I was 18 before I knew it. I married a guy who promised my own little pink house with a white-picket fence, a baby to call my own and the American Dream as far as an 18 year old and twenty-one year old could live it. I got the house(a rental), got the baby(a boy), and kissed the American dream good-bye when he cheated 2 1/2 years later and my divorce was final when I was 21. I had left that house with a lot more things than the first time, a whole 1995 Escort full, and a two year old toddler.

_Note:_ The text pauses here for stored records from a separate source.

use chrono::NaiveDate;
use serde::{Deserialize, Serialize};
use std::env;
use std::fs;
use std::time::Duration;

const DEFAULT_PORT: u16 = 8780;
const DEFAULT_DATASET_PATH: &str = "data/Superstore.csv";
const DEFAULT_PROVIDER_BASE_URL: &str = "https://query1.finance.yahoo.com";
const DEFAULT_SYMBOL: &str = "GOOGL";
// The stock page's original date-picker defaults
const DEFAULT_STOCK_START: &str = "2010-05-31";
const DEFAULT_STOCK_END: &str = "2020-05-31";

// YAML-serializable configuration structure
#[derive(Serialize, Deserialize, Debug)]
pub struct ConfigYaml {
    pub node_name: String,
    pub port: u16,
    pub dataset_path: String,
    pub reload_interval_secs: Option<u64>,
    pub provider_base_url: Option<String>,
    pub default_symbol: Option<String>,
    pub default_stock_start: Option<NaiveDate>,
    pub default_stock_end: Option<NaiveDate>,
    pub environment: String,
}

// Holds application-wide settings
#[derive(Clone, Debug)]
pub struct AppConfig {
    pub node_name: String,
    pub port: u16,
    pub dataset_path: String,
    pub reload_interval: Duration,
    pub provider_base_url: String,
    pub default_symbol: String,
    pub default_stock_start: NaiveDate,
    pub default_stock_end: NaiveDate,
    pub environment: String,
}

impl AppConfig {
    // Load configuration from YAML file or environment variables
    pub fn load() -> Self {
        if let Ok(config_file) = env::var("CONFIG_FILE") {
            Self::from_yaml(&config_file)
        } else {
            Self::from_env()
        }
    }

    pub fn from_yaml(file_path: &str) -> Self {
        let yaml_content = fs::read_to_string(file_path)
            .unwrap_or_else(|e| panic!("Failed to read config file {}: {}", file_path, e));

        let yaml_config: ConfigYaml = serde_yaml::from_str(&yaml_content)
            .unwrap_or_else(|e| panic!("Failed to parse YAML config: {}", e));

        Self {
            node_name: yaml_config.node_name,
            port: yaml_config.port,
            dataset_path: yaml_config.dataset_path,
            reload_interval: Duration::from_secs(yaml_config.reload_interval_secs.unwrap_or(300)),
            provider_base_url: yaml_config
                .provider_base_url
                .unwrap_or_else(|| DEFAULT_PROVIDER_BASE_URL.to_string()),
            default_symbol: yaml_config
                .default_symbol
                .unwrap_or_else(|| DEFAULT_SYMBOL.to_string()),
            default_stock_start: yaml_config
                .default_stock_start
                .unwrap_or_else(|| parse_default_date(DEFAULT_STOCK_START)),
            default_stock_end: yaml_config
                .default_stock_end
                .unwrap_or_else(|| parse_default_date(DEFAULT_STOCK_END)),
            environment: yaml_config.environment,
        }
    }

    // Load all configuration from environment variables
    pub fn from_env() -> Self {
        dotenvy::dotenv().ok(); // Load .env file if present

        let port = env::var("PORT")
            .ok()
            .and_then(|s| s.parse().ok())
            .unwrap_or(DEFAULT_PORT);

        let dataset_path =
            env::var("DATASET_PATH").unwrap_or_else(|_| DEFAULT_DATASET_PATH.to_string());

        let reload_interval_secs = env::var("RELOAD_INTERVAL")
            .ok()
            .and_then(|s| s.parse().ok())
            .unwrap_or(300); // Default to 5 minutes

        let provider_base_url = env::var("PROVIDER_BASE_URL")
            .unwrap_or_else(|_| DEFAULT_PROVIDER_BASE_URL.to_string());

        let default_symbol =
            env::var("DEFAULT_SYMBOL").unwrap_or_else(|_| DEFAULT_SYMBOL.to_string());

        let default_stock_start = env::var("DEFAULT_STOCK_START")
            .map(|s| parse_default_date(&s))
            .unwrap_or_else(|_| parse_default_date(DEFAULT_STOCK_START));

        let default_stock_end = env::var("DEFAULT_STOCK_END")
            .map(|s| parse_default_date(&s))
            .unwrap_or_else(|_| parse_default_date(DEFAULT_STOCK_END));

        let environment =
            env::var("ENVIRONMENT").unwrap_or_else(|_| "development".to_string());

        let node_name = env::var("NODE_NAME").unwrap_or_else(|_| "superstore-dash".to_string());

        Self {
            node_name,
            port,
            dataset_path,
            reload_interval: Duration::from_secs(reload_interval_secs),
            provider_base_url,
            default_symbol,
            default_stock_start,
            default_stock_end,
            environment,
        }
    }
}

fn parse_default_date(value: &str) -> NaiveDate {
    NaiveDate::parse_from_str(value, "%Y-%m-%d")
        .unwrap_or_else(|e| panic!("Invalid date '{}' in configuration: {}", value, e))
}

#[cfg(test)]
mod tests {
    use super::*;

    #[test]
    fn test_yaml_config_defaults() {
        let yaml = "\
node_name: test-node
port: 9000
dataset_path: /tmp/data.csv
environment: development
";
        let parsed: ConfigYaml = serde_yaml::from_str(yaml).unwrap();
        assert_eq!(parsed.port, 9000);
        assert!(parsed.provider_base_url.is_none());
        assert!(parsed.default_stock_start.is_none());
    }

    #[test]
    fn test_yaml_config_full() {
        let yaml = "\
node_name: test-node
port: 9000
dataset_path: /tmp/data.csv
reload_interval_secs: 60
provider_base_url: http://localhost:9999
default_symbol: MSFT
default_stock_start: 2015-01-01
default_stock_end: 2020-01-01
environment: production
";
        let parsed: ConfigYaml = serde_yaml::from_str(yaml).unwrap();
        assert_eq!(parsed.default_symbol.as_deref(), Some("MSFT"));
        assert_eq!(
            parsed.default_stock_start,
            NaiveDate::from_ymd_opt(2015, 1, 1)
        );
    }

    #[test]
    fn test_parse_default_date() {
        assert_eq!(
            parse_default_date("2010-05-31"),
            NaiveDate::from_ymd_opt(2010, 5, 31).unwrap()
        );
    }
}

My grandparents let me stay with them. I went to college. I fought hard for financial aid but I still believe it was God who opened doors for me there. Lots of other kids I knew had fought hard for aid and they didn't get it many times. Almost every grant I applied for I got, and being a single mom didn't hurt. I did well, went on to a 4 year college and did well there too, to my surprise.
I went on to work as a social worker myself, hoping to help kids who were like me. I met my now-husband when I was 22 and in the tail-end of the year of not even a date as I had promised myself. I decided to forget that rule and give him a shot. 6 months later I let my son meet him and we both fell in love. We would marry not too many years after that.

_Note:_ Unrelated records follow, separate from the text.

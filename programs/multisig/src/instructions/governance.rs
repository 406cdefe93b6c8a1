// Registry governance entrypoints
//
// These mutate the multisig itself and require the multisig signer to have
// signed. A program address can only sign through `invoke_signed` from this
// program, and the only place that happens is proposal execution, so owners
// and threshold change only after the current owners reached quorum.
use anchor_lang::prelude::*;
use crate::{
    errors::MultisigError,
    events::{OwnersChanged, ThresholdChanged},
    state::Multisig,
};

// ================================
// Instruction Handlers
// ================================

/// Replace the owner set.
///
/// Approvals already recorded on pending proposals are kept; execution
/// only counts the ones that belong to the new owners.
pub fn set_owners(ctx: Context<Auth>, owners: Vec<Pubkey>) -> Result<()> {
    let multisig_key = ctx.accounts.multisig.key();
    let multisig = &mut ctx.accounts.multisig;
    multisig.set_owners(owners)?;

    msg!("Multisig {} now has {} owners", multisig_key, multisig.owners.len());
    emit!(OwnersChanged {
        multisig: multisig_key,
        owners: multisig.owners.clone(),
    });
    Ok(())
}

/// Change the approval threshold
pub fn change_threshold(ctx: Context<Auth>, threshold: u64) -> Result<()> {
    let multisig_key = ctx.accounts.multisig.key();
    let multisig = &mut ctx.accounts.multisig;
    let previous = multisig.threshold;
    multisig.change_threshold(threshold)?;

    msg!("Multisig {} threshold {} -> {}", multisig_key, previous, threshold);
    emit!(ThresholdChanged {
        multisig: multisig_key,
        previous,
        threshold,
    });
    Ok(())
}

/// Replace owners and threshold in one step, validated as a pair.
/// Needed when the new owner set is smaller than the current threshold.
pub fn set_owners_and_change_threshold(
    ctx: Context<Auth>,
    owners: Vec<Pubkey>,
    threshold: u64,
) -> Result<()> {
    let multisig_key = ctx.accounts.multisig.key();
    let multisig = &mut ctx.accounts.multisig;
    let previous = multisig.threshold;
    multisig.reconfigure(owners, threshold)?;

    msg!(
        "Multisig {} reconfigured: {} owners, threshold {} -> {}",
        multisig_key,
        multisig.owners.len(),
        previous,
        threshold
    );
    emit!(OwnersChanged {
        multisig: multisig_key,
        owners: multisig.owners.clone(),
    });
    emit!(ThresholdChanged {
        multisig: multisig_key,
        previous,
        threshold,
    });
    Ok(())
}

// ================================
// Account Context
// ================================

/// Authorization context shared by every registry mutation
#[derive(Accounts)]
pub struct Auth<'info> {
    #[account(mut)]
    pub multisig: Account<'info, Multisig>,

    /// CHECK: program address derived from the multisig key and nonce; it
    /// must have signed, which only proposal execution can arrange.
    #[account(
        seeds = [multisig.key().as_ref()],
        bump = multisig.nonce,
        constraint = multisig_signer.is_signer @ MultisigError::UnauthorizedGovernanceCall,
    )]
    pub multisig_signer: UncheckedAccount<'info>,
}
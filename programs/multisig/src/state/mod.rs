// State management modules for the multisig program

// Account types (on-chain state)
mod multisig;
mod proposal;

// Re-exports
pub use multisig::Multisig;
pub use proposal::{Proposal, ProposalAccount};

He took me to this state, where he found the church I love now for me. I was 26 when God started pulling at my heart-strings. He led me to Joyce Meyer on Tv, and then she kept saying not to use her show as a substitute for going to a church. I shared my desire for a church with my husband and the Lord worked it out that he would be handed an invitation to this church just a week later on a routine run to K-Mart ;)
God met me where I was at this church. This is why "Come" is one of my favorite songs, and we played it at our wedding ceremony. The words say "Come, just as you are, to worship..." that's what I did. God loved me into forgiving my mother, forgiving myself for leaving my sisters, and He helped me raise my son with this provided- father as only he can.
Today, I tell people that my testimony is this: God pulled me out from the pit, the slimy pit that kept me captive was no match for Him!, He broke my bondages and set me FREE!, He showed me who I was IN CHRIST. He taught me how to really LOVE His people. He is still teaching me every day, and He will be until the day that my hair is all-gray and my days here have come to an end. GREAT is His FAITHFULNESS!
I will share the first picture God gave my heart, shortly after I was saved: It was specifically His comfort for what my heart needed. He showed me a lighthouse, tall on a gig rock in the middle of a big ocean. He said to my heart,"I never change."
I needed to know that- that He would always be my guide in darkness, that He would never change as so much had in my lifetime.
I needed to know that he was God.
"Pull me out from the trap my enemy has set for me, for I find protection in You alone. I entrust my spirit in your hand. Rescue me, O Lord, for You are a faithful God.... I am overcome with joy because of Your unfailing love, for You have seen my troubles, and You care about the anguish of my soul."